Mthethwa’s opposition Democratic Alliance party shadow Diane Kohler Barnard says the consultations do not seem genuine. “Unfortunately the SAPS structures have gone ahead and reworked the regulations covering Reservists, and seem insistent on implementing them on April 1. While the Minister claims he is still involved with a review, these new regulations have nonetheless been created with virtually no input from the Reservists.
“They include a change in uniform – creating an ‘us’ and ‘them’ division; the need for even the most senior reservist to be accompanied by and subordinate to even the most junior SAPS member; plus other new regulations that seem quite intentionally to deplete the SAPS Reservists contingent.
“Already the chaos called by the moratorium – lifted by the minister, yet applied throughout the country nonetheless, and now news of another moratorium – has lead to many South Africans who proffer their services – free – to the SAPS, to be turned away.

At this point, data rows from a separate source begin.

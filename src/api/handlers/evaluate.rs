use std::time::Instant;

use axum::extract::State;
use axum::Json;
use metrics::{counter, histogram};
use rust_decimal::Decimal;
use serde::Deserialize;

use super::config::resolve_risk_profile;
use super::{ok, ApiResult};
use crate::errors::AppError;
use crate::evaluation::{evaluate, EvaluationResult, RiskProfile, TradeProposal};
use crate::models::Direction;
use crate::AppState;

#[derive(Debug, Deserialize)]
pub struct EvaluateRequest {
    pub total_assets: Decimal,
    pub current_price: Decimal,
    pub direction: Direction,
    pub stop_loss_price: Decimal,
    pub take_profit_price: Decimal,
    pub win_ratio: Decimal,
    /// Overrides the configured profile for this call only.
    pub risk_profile: Option<RiskProfile>,
}

impl EvaluateRequest {
    pub fn proposal(&self) -> TradeProposal {
        TradeProposal {
            total_assets: self.total_assets,
            current_price: self.current_price,
            direction: self.direction,
            stop_loss_price: self.stop_loss_price,
            take_profit_price: self.take_profit_price,
            win_ratio: self.win_ratio,
        }
    }
}

/// Resolve the profile and run the evaluator, recording metrics.
pub async fn run_evaluation(
    state: &AppState,
    proposal: &TradeProposal,
    profile_override: Option<RiskProfile>,
) -> Result<(EvaluationResult, RiskProfile), AppError> {
    let profile = resolve_risk_profile(state, profile_override).await?;

    let start = Instant::now();
    let result = evaluate(proposal, &profile);
    histogram!("evaluation_duration_seconds").record(start.elapsed().as_secs_f64());
    counter!("evaluations_total").increment(1);

    let result = result?;
    if !result.is_valid {
        counter!("evaluations_rejected_total").increment(1);
    }

    tracing::debug!(
        direction = %proposal.direction,
        current_price = %proposal.current_price,
        is_valid = result.is_valid,
        recommended_size = %result.recommended_size,
        "Proposal evaluated"
    );

    Ok((result, profile))
}

/// POST /api/evaluate: score a proposal without recording it
pub async fn evaluate_proposal(
    State(state): State<AppState>,
    Json(body): Json<EvaluateRequest>,
) -> ApiResult<EvaluationResult> {
    let (result, _) = run_evaluation(&state, &body.proposal(), body.risk_profile).await?;
    ok(result)
}
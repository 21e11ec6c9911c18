pub mod price_poller;
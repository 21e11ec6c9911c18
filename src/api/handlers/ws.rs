use axum::extract::ws::{Message, WebSocket, WebSocketUpgrade};
use axum::extract::State;
use axum::response::IntoResponse;

use crate::api::ws_types::WsMessage;
use crate::AppState;

/// GET /ws: stream record and price updates
pub async fn handler(
    ws: WebSocketUpgrade,
    State(state): State<AppState>,
) -> impl IntoResponse {
    ws.on_upgrade(|socket| handle_socket(socket, state))
}

async fn handle_socket(mut socket: WebSocket, state: AppState) {
    tracing::info!("Journal WebSocket client connected");

    let mut rx = state.ws_tx.subscribe();

    // Replay cached prices to the new client.
    for tick in state.prices.snapshot().await {
        let Ok(json) = serde_json::to_string(&WsMessage::PriceUpdate(tick)) else {
            continue;
        };
        if socket.send(Message::Text(json)).await.is_err() {
            return;
        }
    }

    loop {
        tokio::select! {
            // Forward broadcast messages to client
            msg = rx.recv() => {
                match msg {
                    Ok(ws_msg) => {
                        match serde_json::to_string(&ws_msg) {
                            Ok(json) => {
                                if socket.send(Message::Text(json)).await.is_err() {
                                    break;
                                }
                            }
                            Err(e) => {
                                tracing::error!(error = %e, "Failed to serialize WsMessage");
                            }
                        }
                    }
                    Err(tokio::sync::broadcast::error::RecvError::Lagged(n)) => {
                        tracing::warn!(skipped = n, "Journal WS client lagged");
                    }
                    Err(tokio::sync::broadcast::error::RecvError::Closed) => {
                        break;
                    }
                }
            }
            // Handle incoming messages from client (ping/pong, close)
            client_msg = socket.recv() => {
                match client_msg {
                    Some(Ok(Message::Close(_))) | None => break,
                    Some(Ok(Message::Ping(data))) => {
                        if socket.send(Message::Pong(data)).await.is_err() {
                            break;
                        }
                    }
                    Some(Ok(_)) => {} // ignore text/binary from client
                    Some(Err(_)) => break,
                }
            }
        }
    }

    tracing::info!("Journal WebSocket client disconnected");
}
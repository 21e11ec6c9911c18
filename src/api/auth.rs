use axum::{
    extract::{Request, State},
    middleware::Next,
    response::{IntoResponse, Response},
};

use crate::errors::AppError;
use crate::AppState;

/// Bearer-token authentication middleware.
///
/// If `API_TOKEN` is configured, every request must carry
/// `Authorization: Bearer <token>` matching that value.
/// Without a configured token, authentication is disabled (dev mode).
pub async fn require_auth(State(state): State<AppState>, req: Request, next: Next) -> Response {
    let Some(expected) = state.config.api_token.as_deref() else {
        return next.run(req).await;
    };

    let token = req
        .headers()
        .get("authorization")
        .and_then(|v| v.to_str().ok())
        .and_then(|v| v.strip_prefix("Bearer "));

    match token {
        Some(token) if token == expected => next.run(req).await,
        _ => AppError::Unauthorized.into_response(),
    }
}
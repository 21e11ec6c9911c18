use metrics::{counter, gauge, histogram};
use metrics_exporter_prometheus::{PrometheusBuilder, PrometheusHandle};

use crate::db::TradeStore;
use crate::models::ExecutionStatus;

/// Install the Prometheus exporter as the global recorder and register the
/// journal metrics. `render()` on the returned handle produces the scrape
/// payload served on `/metrics`.
pub fn init_metrics() -> anyhow::Result<PrometheusHandle> {
    let handle = PrometheusBuilder::new().install_recorder()?;
    register_metrics();
    Ok(handle)
}

/// Pre-register so every series shows up before its first update.
pub fn register_metrics() {
    counter!("evaluations_total").absolute(0);
    counter!("evaluations_rejected_total").absolute(0);
    counter!("plans_accepted_total").absolute(0);
    counter!("trade_records_written_total").absolute(0);
    counter!("price_fetch_failures_total").absolute(0);

    gauge!("ongoing_trades").set(0.0);

    histogram!("evaluation_duration_seconds").record(0.0);
}

/// Recount ongoing records and publish them on the `ongoing_trades` gauge.
/// Store errors are logged and leave the gauge unchanged.
pub async fn refresh_ongoing_gauge(store: &dyn TradeStore) -> Option<usize> {
    match store.get_trades_by_status(ExecutionStatus::Ongoing).await {
        Ok(records) => {
            gauge!("ongoing_trades").set(records.len() as f64);
            Some(records.len())
        }
        Err(e) => {
            tracing::warn!(error = %e, "Failed to refresh ongoing_trades gauge");
            None
        }
    }
}
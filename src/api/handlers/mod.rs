pub mod analytics;
pub mod config;
pub mod evaluate;
pub mod health;
pub mod metrics;
pub mod plans;
pub mod prices;
pub mod trades;
pub mod ws;

use axum::Json;
use serde::Serialize;

use crate::errors::AppError;

/// Envelope for every JSON API response.
#[derive(Debug, Serialize)]
pub struct ApiResponse<T: Serialize> {
    pub success: bool,
    pub data: Option<T>,
    pub error: Option<String>,
}

pub type ApiResult<T> = Result<Json<ApiResponse<T>>, AppError>;

pub fn ok<T: Serialize>(data: T) -> ApiResult<T> {
    Ok(Json(ApiResponse {
        success: true,
        data: Some(data),
        error: None,
    }))
}
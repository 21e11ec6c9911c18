use std::fs::File;
use std::path::PathBuf;

use anyhow::Context;
use clap::Parser;
use rust_decimal::Decimal;

use trade_journal::db::{self, trade_repo};
use trade_journal::journal::parse_closed_pnl;

/// Import a Bybit closed-PnL CSV export into the trade journal.
#[derive(Debug, Parser)]
#[command(name = "import-closed-pnl", version)]
struct Args {
    /// Path to the CSV export
    #[arg(long)]
    file: PathBuf,

    #[arg(long, env = "DATABASE_URL")]
    database_url: Option<String>,

    /// Account size recorded on each imported trade
    #[arg(long, default_value = "0")]
    total_assets: Decimal,

    /// Parse and print, without writing anything
    #[arg(long)]
    dry_run: bool,
}

#[tokio::main]
async fn main() -> anyhow::Result<()> {
    dotenvy::dotenv().ok();
    tracing_subscriber::fmt()
        .with_env_filter(
            tracing_subscriber::EnvFilter::try_from_default_env()
                .unwrap_or_else(|_| tracing_subscriber::EnvFilter::new("info")),
        )
        .init();

    let args = Args::parse();

    let file = File::open(&args.file)
        .with_context(|| format!("failed to open {}", args.file.display()))?;
    let records = parse_closed_pnl(file, args.total_assets)?;
    tracing::info!(rows = records.len(), file = %args.file.display(), "CSV parsed");

    if args.dry_run {
        for record in &records {
            tracing::info!(
                symbol = %record.symbol,
                direction = %record.execution.direction,
                status = %record.execution.status,
                pnl = ?record.execution.pnl,
                "Would import"
            );
        }
        return Ok(());
    }

    let url = args
        .database_url
        .context("DATABASE_URL or --database-url is required unless --dry-run is set")?;
    let pool = db::init_pool(&url).await?;

    let total = records.len();
    for (idx, record) in records.iter().enumerate() {
        let stored = trade_repo::insert_trade(&pool, record).await?;
        tracing::info!(
            trade_id = stored.trade_id,
            symbol = %stored.symbol,
            "Inserted record {} of {}",
            idx + 1,
            total
        );
    }

    tracing::info!(total, "All records imported");
    Ok(())
}
use axum::extract::State;
use axum::http::StatusCode;
use axum::response::IntoResponse;
use axum::Json;
use serde_json::json;

use crate::AppState;

pub async fn health_check(State(state): State<AppState>) -> impl IntoResponse {
    let store = if state.config.has_database() {
        "postgres"
    } else {
        "memory"
    };

    match state.store.ping().await {
        Ok(()) => (
            StatusCode::OK,
            Json(json!({ "status": "healthy", "store": store })),
        ),
        Err(e) => {
            tracing::warn!(error = %e, "Health check: store unreachable");
            (
                StatusCode::SERVICE_UNAVAILABLE,
                Json(json!({ "status": "unhealthy", "store": store })),
            )
        }
    }
}
use axum::extract::State;
use metrics::gauge;

use super::{ok, ApiResult};
use crate::journal::JournalSummary;
use crate::AppState;

/// GET /api/analytics/summary
pub async fn summary(State(state): State<AppState>) -> ApiResult<JournalSummary> {
    let records = state.store.get_all_trades().await?;
    let summary = JournalSummary::from_records(&records);

    gauge!("ongoing_trades").set(summary.ongoing as f64);

    ok(summary)
}
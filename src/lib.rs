pub mod api;
pub mod config;
pub mod db;
pub mod errors;
pub mod evaluation;
pub mod journal;
pub mod metrics;
pub mod models;
pub mod price_feed;
pub mod services;

use std::sync::Arc;
use tokio::sync::broadcast;

use crate::api::ws_types::WsMessage;
use crate::config::AppConfig;
use crate::db::TradeStore;
use crate::price_feed::{PriceCache, PriceFeedClient};

#[derive(Clone)]
pub struct AppState {
    pub store: Arc<dyn TradeStore>,
    pub config: AppConfig,
    pub prices: PriceCache,
    pub price_feed: PriceFeedClient,
    pub ws_tx: broadcast::Sender<WsMessage>,
    pub metrics_handle: metrics_exporter_prometheus::PrometheusHandle,
}
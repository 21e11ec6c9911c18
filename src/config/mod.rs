use rust_decimal::Decimal;
use std::env;

use crate::evaluation::{RiskProfile, DEFAULT_MAX_LOSS_PCT, DEFAULT_MUST_TP_PCT};

const DEFAULT_PRICE_FEED_URL: &str = "https://api.binance.com";

#[derive(Debug, Clone, Copy, PartialEq, Eq)]
pub enum LogFormat {
    Pretty,
    Json,
}

#[derive(Debug, Clone)]
pub struct AppConfig {
    /// Postgres connection string; the in-memory store is used when unset.
    pub database_url: Option<String>,
    pub host: String,
    pub port: u16,

    /// Bearer token for `/api/*` routes (auth disabled when unset).
    pub api_token: Option<String>,
    pub log_format: LogFormat,

    // Evaluator defaults (runtime overrides live in runtime_config)
    pub max_loss_pct: Decimal,
    pub must_tp_pct: Decimal,

    // Price feed
    pub price_feed_url: String,
    pub price_symbols: Vec<String>,
    pub price_poll_interval_secs: u64,
}

impl AppConfig {
    pub fn from_env() -> anyhow::Result<Self> {
        let symbols_raw = env::var("PRICE_SYMBOLS").unwrap_or_else(|_| "ETHUSDT".into());
        let price_symbols: Vec<String> = symbols_raw
            .split(',')
            .map(|s| s.trim().to_uppercase())
            .filter(|s| !s.is_empty())
            .collect();

        let max_loss_pct: Decimal = match env::var("MAX_LOSS_PCT") {
            Ok(raw) => raw
                .parse()
                .map_err(|e| anyhow::anyhow!("MAX_LOSS_PCT is not a decimal: {e}"))?,
            Err(_) => DEFAULT_MAX_LOSS_PCT,
        };
        let must_tp_pct: Decimal = match env::var("MUST_TP_PCT") {
            Ok(raw) => raw
                .parse()
                .map_err(|e| anyhow::anyhow!("MUST_TP_PCT is not a decimal: {e}"))?,
            Err(_) => DEFAULT_MUST_TP_PCT,
        };

        let config = Self {
            database_url: env::var("DATABASE_URL").ok().filter(|s| !s.is_empty()),
            host: env::var("HOST").unwrap_or_else(|_| "0.0.0.0".into()),
            port: env::var("PORT")
                .unwrap_or_else(|_| "8080".into())
                .parse()?,

            api_token: env::var("API_TOKEN").ok().filter(|s| !s.is_empty()),
            log_format: match env::var("LOG_FORMAT").as_deref() {
                Ok("json") => LogFormat::Json,
                _ => LogFormat::Pretty,
            },

            max_loss_pct,
            must_tp_pct,

            price_feed_url: env::var("PRICE_FEED_URL")
                .unwrap_or_else(|_| DEFAULT_PRICE_FEED_URL.into()),
            price_symbols,
            price_poll_interval_secs: env::var("PRICE_POLL_INTERVAL_SECS")
                .unwrap_or_else(|_| "10".into())
                .parse()
                .unwrap_or(10),
        };

        config.risk_profile().validate()?;
        Ok(config)
    }

    /// Risk profile from environment defaults, before runtime overrides.
    pub fn risk_profile(&self) -> RiskProfile {
        RiskProfile {
            max_loss_pct: self.max_loss_pct,
            must_tp_pct: self.must_tp_pct,
        }
    }

    /// Returns true if a Postgres database is configured.
    pub fn has_database(&self) -> bool {
        self.database_url.is_some()
    }
}

impl Default for AppConfig {
    fn default() -> Self {
        Self {
            database_url: None,
            host: "127.0.0.1".into(),
            port: 8080,
            api_token: None,
            log_format: LogFormat::Pretty,
            max_loss_pct: DEFAULT_MAX_LOSS_PCT,
            must_tp_pct: DEFAULT_MUST_TP_PCT,
            price_feed_url: DEFAULT_PRICE_FEED_URL.into(),
            price_symbols: vec!["ETHUSDT".into()],
            price_poll_interval_secs: 10,
        }
    }
}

Why then, does the SAPS top structure insist that civilians help them in their fight against crime? Why are they virtually ignoring the existing Reservist structures – and even handing the proposed new regulations out to CPFs for consideration, when the CPFs have virtually nothing to do with the Reservists?
“A cynic might conclude that this was merely a tick-box exercise so as to enable SAPS to claim that they had ‘consulted widely’. They haven’t. As the situation is, the humiliation the current Reservists are enduring – for example having their bulletproof vests and firearms removed after years of faithful duty and being told not to arrive on duty until asked to do so – will no doubt be the final straw. If the National Police Commissioner wanted to see the Reservists disbanded, he’s gone about ensuring that end in the most effective way. Insulting and demeaning reservists will ensure that these thousands of honourable citizens who give of their time free with no claims to any permanent position, simply stay away. Mission accomplished?”